*** Data shown ***
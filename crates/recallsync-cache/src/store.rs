//! The cache store
//!
//! [`CacheStore`] owns every [`CacheEntry`] exclusively. Reads never block;
//! writes notify that key's subscribers synchronously before returning.
//! Invalidation marks entries stale without clearing their values
//! (stale-while-revalidate) and schedules a background refetch only for
//! keys somebody is still watching.

use std::collections::HashMap;
use std::sync::atomic::{AtomicU64, Ordering};
use std::sync::{Arc, Mutex};
use std::time::Duration;

use tokio::sync::mpsc;
use tracing::{debug, trace, warn};

use recallsync_core::config::CacheConfig;
use recallsync_core::domain::{CacheKey, CachedValue, KeyFamily, KeySelector};

use crate::entry::{CacheEntry, EntrySnapshot, FreshnessStatus};

/// Callback invoked with the entry's new state on every set/invalidate
pub type SubscriberCallback = Arc<dyn Fn(&CacheEntry) + Send + Sync>;

/// One key's entry plus its live subscribers
struct Slot {
    entry: CacheEntry,
    subscribers: Vec<(u64, SubscriberCallback)>,
}

impl Slot {
    fn idle(key: CacheKey, stale_after: Duration) -> Self {
        Self {
            entry: CacheEntry::idle(key, stale_after),
            subscribers: Vec::new(),
        }
    }
}

/// Keyed store of entity snapshots with freshness state
///
/// The store is an explicit instance created at session start and torn down
/// at logout/navigation-away; collaborators hold it by `Arc` rather than
/// reaching for a global.
pub struct CacheStore {
    slots: Arc<Mutex<HashMap<CacheKey, Slot>>>,
    policy: CacheConfig,
    refetch_tx: Mutex<Option<mpsc::UnboundedSender<CacheKey>>>,
    next_subscriber_id: AtomicU64,
}

impl CacheStore {
    /// Creates a store with the given freshness policy
    pub fn new(policy: CacheConfig) -> Self {
        Self {
            slots: Arc::new(Mutex::new(HashMap::new())),
            policy,
            refetch_tx: Mutex::new(None),
            next_subscriber_id: AtomicU64::new(1),
        }
    }

    /// Opens the background-refetch queue and returns its receiving end
    ///
    /// After this call, invalidating a key with at least one subscriber
    /// enqueues that key for refetch. Without a queue, invalidation only
    /// marks entries stale.
    pub fn refetch_queue(&self) -> mpsc::UnboundedReceiver<CacheKey> {
        let (tx, rx) = mpsc::unbounded_channel();
        *self.refetch_tx.lock().expect("cache lock poisoned") = Some(tx);
        rx
    }

    /// Returns the current entry for `key`, creating an Idle entry on
    /// first touch. Never blocks on any in-flight write.
    pub fn get(&self, key: &CacheKey) -> CacheEntry {
        let mut slots = self.slots.lock().expect("cache lock poisoned");
        let stale_after = self.policy.stale_after(key.family());
        slots
            .entry(*key)
            .or_insert_with(|| Slot::idle(*key, stale_after))
            .entry
            .clone()
    }

    /// Captures the rollback-relevant snapshot of `key`'s entry
    pub fn snapshot(&self, key: &CacheKey) -> EntrySnapshot {
        self.get(key).snapshot()
    }

    /// Replaces `key`'s value and status, stamps `fetched_at`, and notifies
    /// that key's subscribers synchronously
    pub fn set(&self, key: &CacheKey, value: CachedValue, status: FreshnessStatus) {
        let notify = {
            let mut slots = self.slots.lock().expect("cache lock poisoned");
            let stale_after = self.policy.stale_after(key.family());
            let slot = slots
                .entry(*key)
                .or_insert_with(|| Slot::idle(*key, stale_after));
            slot.entry.replace(value, status);
            trace!(key = %key, status = %status, "cache set");
            Self::pending_notifications(slot)
        };
        Self::dispatch(notify);
    }

    /// Restores a previously captured snapshot (rollback path) and notifies
    pub fn restore(&self, key: &CacheKey, snapshot: EntrySnapshot) {
        let notify = {
            let mut slots = self.slots.lock().expect("cache lock poisoned");
            let stale_after = self.policy.stale_after(key.family());
            let slot = slots
                .entry(*key)
                .or_insert_with(|| Slot::idle(*key, stale_after));
            slot.entry.apply_snapshot(snapshot);
            debug!(key = %key, "cache entry restored from snapshot");
            Self::pending_notifications(slot)
        };
        Self::dispatch(notify);
    }

    /// Marks `key`'s entry as failed while retaining the last good value
    /// (stale-if-error), and notifies
    pub fn set_error(&self, key: &CacheKey, message: &str) {
        let notify = {
            let mut slots = self.slots.lock().expect("cache lock poisoned");
            let stale_after = self.policy.stale_after(key.family());
            let slot = slots
                .entry(*key)
                .or_insert_with(|| Slot::idle(*key, stale_after));
            slot.entry.mark_error();
            warn!(key = %key, message, "cache entry marked error");
            Self::pending_notifications(slot)
        };
        Self::dispatch(notify);
    }

    /// Marks one key stale; see [`CacheStore::invalidate_matching`]
    pub fn invalidate(&self, key: &CacheKey) {
        self.invalidate_matching(|candidate| candidate == key);
    }

    /// Marks every key of a family stale; see
    /// [`CacheStore::invalidate_matching`]
    pub fn invalidate_family(&self, family: KeyFamily) {
        self.invalidate_matching(|candidate| candidate.family() == family);
    }

    /// Resolves a selector against live entries and marks matches stale
    pub fn invalidate_selector(&self, selector: &KeySelector) {
        match selector {
            KeySelector::Exact(key) => self.invalidate(key),
            KeySelector::Family(family) => self.invalidate_family(*family),
        }
    }

    /// Marks every live entry matching `predicate` as Stale
    ///
    /// Values are never cleared. A refetch is scheduled only for keys that
    /// currently have at least one subscriber, and never synchronously.
    /// Invalidating an already-Stale entry changes no value; subscribers
    /// are re-notified and the refetch is re-enqueued.
    pub fn invalidate_matching(&self, predicate: impl Fn(&CacheKey) -> bool) {
        let (notify, refetch) = {
            let mut slots = self.slots.lock().expect("cache lock poisoned");
            let mut notify = Vec::new();
            let mut refetch = Vec::new();
            for (key, slot) in slots.iter_mut() {
                if !predicate(key) {
                    continue;
                }
                // An entry that has never been fetched has nothing to revalidate
                if slot.entry.status() == FreshnessStatus::Idle {
                    continue;
                }
                slot.entry.mark_stale();
                trace!(key = %key, "cache invalidated");
                notify.extend(Self::pending_notifications(slot));
                if !slot.subscribers.is_empty() {
                    refetch.push(*key);
                }
            }
            (notify, refetch)
        };
        Self::dispatch(notify);

        if !refetch.is_empty() {
            let tx = self.refetch_tx.lock().expect("cache lock poisoned").clone();
            if let Some(tx) = tx {
                for key in refetch {
                    if tx.send(key).is_err() {
                        debug!(key = %key, "refetch queue closed, skipping");
                    }
                }
            }
        }
    }

    /// Registers interest in `key`; the callback fires on every set,
    /// restore, error, or invalidate affecting that key
    pub fn subscribe(
        &self,
        key: &CacheKey,
        callback: impl Fn(&CacheEntry) + Send + Sync + 'static,
    ) -> Subscription {
        let id = self.next_subscriber_id.fetch_add(1, Ordering::Relaxed);
        let mut slots = self.slots.lock().expect("cache lock poisoned");
        let stale_after = self.policy.stale_after(key.family());
        let slot = slots
            .entry(*key)
            .or_insert_with(|| Slot::idle(*key, stale_after));
        slot.subscribers.push((id, Arc::new(callback)));
        Subscription {
            slots: Arc::clone(&self.slots),
            key: *key,
            id,
            active: true,
        }
    }

    /// Number of live subscribers for `key`
    pub fn subscriber_count(&self, key: &CacheKey) -> usize {
        let slots = self.slots.lock().expect("cache lock poisoned");
        slots.get(key).map_or(0, |slot| slot.subscribers.len())
    }

    /// Number of entries currently held
    pub fn len(&self) -> usize {
        self.slots.lock().expect("cache lock poisoned").len()
    }

    /// Returns true if the store holds no entries
    pub fn is_empty(&self) -> bool {
        self.len() == 0
    }

    /// Drops every entry and subscriber (session teardown)
    pub fn clear(&self) {
        let mut slots = self.slots.lock().expect("cache lock poisoned");
        slots.clear();
        debug!("cache store cleared");
    }

    /// Clones out the callbacks due for one slot, paired with the entry
    /// state they should observe. Invoked outside the lock.
    fn pending_notifications(slot: &Slot) -> Vec<(SubscriberCallback, CacheEntry)> {
        slot.subscribers
            .iter()
            .map(|(_, callback)| (Arc::clone(callback), slot.entry.clone()))
            .collect()
    }

    fn dispatch(notifications: Vec<(SubscriberCallback, CacheEntry)>) {
        for (callback, entry) in notifications {
            callback(&entry);
        }
    }
}

impl Default for CacheStore {
    fn default() -> Self {
        Self::new(CacheConfig::default())
    }
}

/// Disposer handle returned by [`CacheStore::subscribe`]
///
/// Dropping the handle (or calling [`Subscription::unsubscribe`])
/// deregisters the callback. Losing interest never cancels in-flight
/// writes; they run to completion against the store regardless.
pub struct Subscription {
    slots: Arc<Mutex<HashMap<CacheKey, Slot>>>,
    key: CacheKey,
    id: u64,
    active: bool,
}

impl Subscription {
    /// Explicitly deregisters the callback
    pub fn unsubscribe(mut self) {
        self.remove();
    }

    /// Returns the subscribed key
    pub fn key(&self) -> CacheKey {
        self.key
    }

    fn remove(&mut self) {
        if !self.active {
            return;
        }
        self.active = false;
        let mut slots = self.slots.lock().expect("cache lock poisoned");
        if let Some(slot) = slots.get_mut(&self.key) {
            slot.subscribers.retain(|(id, _)| *id != self.id);
        }
    }
}

impl Drop for Subscription {
    fn drop(&mut self) {
        self.remove();
    }
}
*** End of Data shown ***
== Requirement ==
Show every line above in which the word "push" is found.

== Finished exercise ==
                    refetch.push(*key);
        slot.subscribers.push((id, Arc::new(callback)));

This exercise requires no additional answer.